SARS-CoV-2 is a betacoronavirus with a linear single-stranded, positive-sense RNA genome of ~30 kb, whose outbreak caused the still ongoing COVID-19 pandemic. The ability of coronaviruses to rapidly evolve, adapt, and cross species barriers makes the development of effective and durable therapeutic strategies a challenging and urgent need. As for other RNA viruses, genomic RNA structures are expected to play crucial roles in several steps of the coronavirus replication cycle. Despite this, only a handful of functionally conserved structural elements within coronavirus RNA genomes have been identified to date. Here, we performed RNA structure probing by SHAPE-MaP and DMS-MaPseq to obtain single-base resolution secondary structure maps of the full SARS-CoV-2 coronavirus genome both in vitro and in living infected cells. The probing data recapitulate the previously described coronavirus RNA elements (5′ UTR and 3’ UTR), and reveal new structures. Of these, ~11.3% show significant covariation among SARS-CoV-2 and other coronaviruses, hinting at their functionally-conserved role.
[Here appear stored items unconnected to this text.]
//! Test doubles shared by unit and integration tests.
//!
//! Shipping these as a normal module (not `#[cfg(test)]`) lets the `tests/`
//! directory and downstream crates drive the breaker and the pool without a
//! database or real worker processes.

use async_trait::async_trait;
use chrono::{DateTime, Duration as ChronoDuration, Utc};
use std::collections::HashMap;
use std::sync::atomic::{AtomicU32, Ordering};
use std::sync::{Arc, Mutex};
use std::time::Duration;
use tokio::sync::Mutex as AsyncMutex;

use crate::clock::Clock;
use crate::error::{Result, WardenError};
use crate::supervision::ProcessControl;

/// Clock that only moves when told to, for crossing timeout boundaries
/// without sleeping.
#[derive(Debug)]
pub struct ManualClock {
    now: Mutex<DateTime<Utc>>,
}

impl Default for ManualClock {
    fn default() -> Self {
        Self {
            now: Mutex::new(Utc::now()),
        }
    }
}

impl ManualClock {
    pub fn starting_at(now: DateTime<Utc>) -> Self {
        Self {
            now: Mutex::new(now),
        }
    }

    pub fn advance(&self, duration: Duration) {
        let mut now = self.now.lock().unwrap();
        *now += ChronoDuration::from_std(duration).expect("duration out of range");
    }
}

impl Clock for ManualClock {
    fn now(&self) -> DateTime<Utc> {
        *self.now.lock().unwrap()
    }
}

#[derive(Debug, Default)]
struct FakeProcessState {
    alive: HashMap<u32, bool>,
    memory_mb: HashMap<u32, u64>,
    spawn_failures: u32,
}

/// Process control with no real processes: pids are handed out
/// sequentially, liveness and memory are whatever the test sets.
#[derive(Debug, Default)]
pub struct FakeProcessControl {
    next_pid: AtomicU32,
    state: Arc<AsyncMutex<FakeProcessState>>,
}

impl FakeProcessControl {
    pub fn new() -> Self {
        Self {
            next_pid: AtomicU32::new(1000),
            state: Arc::default(),
        }
    }

    /// Simulate the process dying out from under the supervisor.
    pub async fn kill_pid(&self, pid: u32) {
        let mut state = self.state.lock().await;
        state.alive.insert(pid, false);
    }

    pub async fn set_memory_mb(&self, pid: u32, memory_mb: u64) {
        let mut state = self.state.lock().await;
        state.memory_mb.insert(pid, memory_mb);
    }

    pub async fn live_count(&self) -> usize {
        let state = self.state.lock().await;
        state.alive.values().filter(|alive| **alive).count()
    }

    /// Make the next `count` spawn attempts fail, then recover.
    pub async fn fail_next_spawns(&self, count: u32) {
        let mut state = self.state.lock().await;
        state.spawn_failures = count;
    }
}

#[async_trait]
impl ProcessControl for FakeProcessControl {
    async fn spawn(&self, queue_name: &str) -> Result<u32> {
        let mut state = self.state.lock().await;
        if state.spawn_failures > 0 {
            state.spawn_failures -= 1;
            return Err(WardenError::Supervision(format!(
                "failed to spawn worker for queue '{queue_name}'"
            )));
        }
        let pid = self.next_pid.fetch_add(1, Ordering::SeqCst);
        state.alive.insert(pid, true);
        state.memory_mb.insert(pid, 64);
        Ok(pid)
    }

    async fn is_alive(&self, pid: u32) -> bool {
        let state = self.state.lock().await;
        state.alive.get(&pid).copied().unwrap_or(false)
    }

    async fn terminate(&self, pid: u32) -> Result<()> {
        let mut state = self.state.lock().await;
        state.alive.insert(pid, false);
        Ok(())
    }

    async fn memory_usage_mb(&self, pid: u32) -> Option<u64> {
        let state = self.state.lock().await;
        state.memory_mb.get(&pid).copied()
    }
}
Secondary structure-restrained 3D modeling of these highly-structured conserved regions further allowed for the identification of several putative druggable pockets. In addition, we identify a set of persistently single-stranded regions in vivo, showing high sequence conservation, suitable for the development of antisense oligonucleotide therapeutics. Collectively, our work lays the foundation for the development of innovative RNA-targeted therapeutic strategies to fight SARS-related infections.